Linked by Thom Holwerda on Mon 6th Oct 2008 10:37 UTC, submitted by John Mills
Mono Project The Mono project has released Mono 2.0. As most of you will know, Mono is an open-source implementation of Microsoft's .NET framework for Linux, Mac OS X, Windows, and other operating systems. The 2.0 release comes packed with new features, the main ones being the compiler upgrade to C# 3.0 with support for LINQ, as well as the inclusion of ADO.NET 2.0, ASP.NET 2.0 and System.Windows.Forms 2.0. The release notes detail all the changes and new features.

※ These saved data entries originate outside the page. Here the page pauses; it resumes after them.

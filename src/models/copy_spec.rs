//! Copy request specification
//!
//! A `CopySpec` describes what a copy interaction should put on the
//! clipboard. It is decoded once, when the directive is bound to an
//! element, and consulted on every click afterwards.

use serde::{Deserialize, Deserializer};
use serde_json::{Map, Value};

/// What a copy interaction resolves and copies
#[derive(Debug, Clone, PartialEq, Eq)]
pub enum CopySpec {
    /// Copy this exact string
    Literal(String),

    /// Copy the current value (or rendered text) of the first element
    /// matching `selector`, looked up at click time
    BySelector {
        selector: String,
        suppress_message: bool,
    },

    /// Copy a string captured when the directive was bound
    ByValue {
        value: String,
        suppress_message: bool,
    },

    /// Binding value with no recognizable shape; resolves to nothing
    Unrecognized,
}

impl CopySpec {
    pub fn literal(text: impl Into<String>) -> Self {
        CopySpec::Literal(text.into())
    }

    pub fn selector(selector: impl Into<String>) -> Self {
        CopySpec::BySelector {
            selector: selector.into(),
            suppress_message: false,
        }
    }

    pub fn value(value: impl Into<String>) -> Self {
        CopySpec::ByValue {
            value: value.into(),
            suppress_message: false,
        }
    }

    /// Return the same spec with the success notification suppressed.
    /// Literal and unrecognized specs always notify.
    pub fn silent(self) -> Self {
        match self {
            CopySpec::BySelector { selector, .. } => CopySpec::BySelector {
                selector,
                suppress_message: true,
            },
            CopySpec::ByValue { value, .. } => CopySpec::ByValue {
                value,
                suppress_message: true,
            },
            other => other,
        }
    }

    /// Whether a successful copy should stay quiet
    pub fn suppresses_message(&self) -> bool {
        match self {
            CopySpec::BySelector { suppress_message, .. }
            | CopySpec::ByValue { suppress_message, .. } => *suppress_message,
            CopySpec::Literal(_) | CopySpec::Unrecognized => false,
        }
    }

    /// Decode a directive binding value (string or options object) from any
    /// serde source: a `serde_json::Value`, or a `JsValue` through
    /// `serde_wasm_bindgen::Deserializer`.
    ///
    /// Binding is never rejected; unreadable values become `Unrecognized`.
    pub fn decode<'de, D>(deserializer: D) -> Self
    where
        D: Deserializer<'de>,
    {
        BindingValue::deserialize(deserializer)
            .map(CopySpec::from)
            .unwrap_or(CopySpec::Unrecognized)
    }

    /// Build a spec from `data-copy*` attributes of an element.
    ///
    /// `data-copy-selector` wins over `data-copy-value`, which wins over a
    /// plain `data-copy` literal. `data-copy-message="false"` silences the
    /// success notification.
    pub fn from_attributes<F>(attribute: F) -> Self
    where
        F: Fn(&str) -> Option<String>,
    {
        let suppress_message = attribute(MESSAGE_ATTRIBUTE).as_deref() == Some("false");

        if let Some(selector) = attribute(SELECTOR_ATTRIBUTE).filter(|s| !s.is_empty()) {
            return CopySpec::BySelector {
                selector,
                suppress_message,
            };
        }
        if let Some(value) = attribute(VALUE_ATTRIBUTE) {
            return CopySpec::ByValue {
                value,
                suppress_message,
            };
        }
        match attribute(LITERAL_ATTRIBUTE) {
            Some(text) => CopySpec::Literal(text),
            None => CopySpec::Unrecognized,
        }
    }
}

pub const LITERAL_ATTRIBUTE: &str = "data-copy";
pub const SELECTOR_ATTRIBUTE: &str = "data-copy-selector";
pub const VALUE_ATTRIBUTE: &str = "data-copy-value";
pub const MESSAGE_ATTRIBUTE: &str = "data-copy-message";

/// CSS selector matching every element that declares a copy binding
pub const DECLARED_COPY_SELECTOR: &str = "[data-copy], [data-copy-selector], [data-copy-value]";

// ============================================================================
// Binding value decoding
// ============================================================================

/// Raw directive binding value as it arrives from JavaScript.
///
/// `Options` only accepts maps, so arrays and other non-object values fall
/// through to `Other`.
#[derive(Deserialize, Debug)]
#[serde(untagged)]
pub enum BindingValue {
    Text(String),
    Options(Map<String, Value>),
    Other(serde::de::IgnoredAny),
}

impl From<BindingValue> for CopySpec {
    fn from(binding: BindingValue) -> Self {
        match binding {
            BindingValue::Text(text) => CopySpec::Literal(text),
            BindingValue::Options(options) => spec_from_options(&options),
            BindingValue::Other(_) => CopySpec::Unrecognized,
        }
    }
}

/// `{ selector }` wins over `{ value }`; `message: false` silences success.
fn spec_from_options(options: &Map<String, Value>) -> CopySpec {
    let suppress_message = matches!(options.get("message"), Some(Value::Bool(false)));

    if let Some(Value::String(selector)) = options.get("selector") {
        if !selector.is_empty() {
            return CopySpec::BySelector {
                selector: selector.clone(),
                suppress_message,
            };
        }
    }

    match options.get("value") {
        // `undefined` arrives as null too
        None | Some(Value::Null) => CopySpec::Unrecognized,
        Some(value) => CopySpec::ByValue {
            value: value_to_text(value),
            suppress_message,
        },
    }
}

const MAX_SAFE_INTEGER: f64 = 9_007_199_254_740_991.0;

/// String form of a captured value. Falsy scalars (`false`, `0`) become
/// empty so they resolve to "nothing to copy". Arrays and objects are
/// copied as JSON text rather than JS `String(value)`, which would give
/// `[object Object]` or a comma-joined list.
fn value_to_text(value: &Value) -> String {
    match value {
        Value::String(s) => s.clone(),
        Value::Null | Value::Bool(false) => String::new(),
        Value::Bool(true) => "true".to_string(),
        Value::Number(n) => match n.as_f64() {
            Some(f) if f == 0.0 => String::new(),
            // JS prints integral numbers without a fraction
            Some(f) if f.fract() == 0.0 && f.abs() <= MAX_SAFE_INTEGER => (f as i64).to_string(),
            _ => n.to_string(),
        },
        Value::Array(_) | Value::Object(_) => value.to_string(),
    }
}
//! Error types for copy interactions

use thiserror::Error;

/// Why a single copy attempt ended without writing to the clipboard
#[derive(Debug, Clone, PartialEq, Eq, Error)]
pub enum CopyError {
    /// The selector matched no element
    #[error("No element matches selector '{selector}'")]
    TargetNotFound { selector: String },

    /// The resolved text was empty
    #[error("Nothing to copy")]
    NothingToCopy,

    /// The clipboard refused the write
    #[error("Clipboard write failed: {0}")]
    ClipboardWriteFailed(#[from] ClipboardError),
}

/// Failures reported by a clipboard sink
#[derive(Debug, Clone, PartialEq, Eq, Error)]
pub enum ClipboardError {
    /// No clipboard API in this context (no window, insecure origin)
    #[error("clipboard unavailable: {0}")]
    Unavailable(String),

    /// The write promise was rejected (e.g. permission denied)
    #[error("write rejected: {0}")]
    Rejected(String),
}

/// Result of one click: the copied text, or why nothing was copied
pub type CopyOutcome = Result<String, CopyError>;
//! Browser implementations of the copy handler's page boundaries

pub mod binding;
pub mod clipboard;
pub mod dom;
pub mod notify;

pub use binding::{attach_copy, attach_declared, declared_spec, CopyBinding};
pub use clipboard::NavigatorClipboard;
pub use dom::WebDocument;
pub use notify::{ConsoleNotifier, JsNotifier, MessageService, PageNotifier};

use crate::copy::CopyHandler;

/// Copy handler wired to the real page
pub type WebCopyHandler = CopyHandler<WebDocument, NavigatorClipboard, PageNotifier>;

Permalink for comment 332738
To read all comments associated with this story, please click here.
supercompman
Member since:
2008-09-14

A properly packaged distro, even if it comes with Mono and dependent applications, just uninstall the packages... it's not going to break Gnome... ever. The Gnome team has time and time again made this perfectly clear. No core Gnome component uses Mono. Mono is supported as a development platform if a developer so chooses. There may be some questions about the legality of SOME pieces of Mono, but there are NO questions about the legal status of the Gnome code. There is also no question about the legal status of the C# language. There is no rational reason to stop using either one. How can Microsoft spread patent FUD about either one of these technologies? C# is a good language. Java is a good language. Writing a compiler or runtime engine for either of these languages is most certainly legal. The only things that might not be legal (and I strongly emphasize might) are some of the libraries that Mono provides... if you wonder about the legal status of the winforms, don't use them; it's as simple as that. There are lots of applications out there that are questionably legal... Sco was claiming that the Linux kernel contained such questionable code, does that mean no one should use Linux, even though Sco never had a leg to stand on in the court room? What makes anyone think that by not using these technologies, you'll be any safer from patent questions/legal actions? At any point ANY technology, far more core to the open source software and free software movements (or outside of software entirely even) could come into question.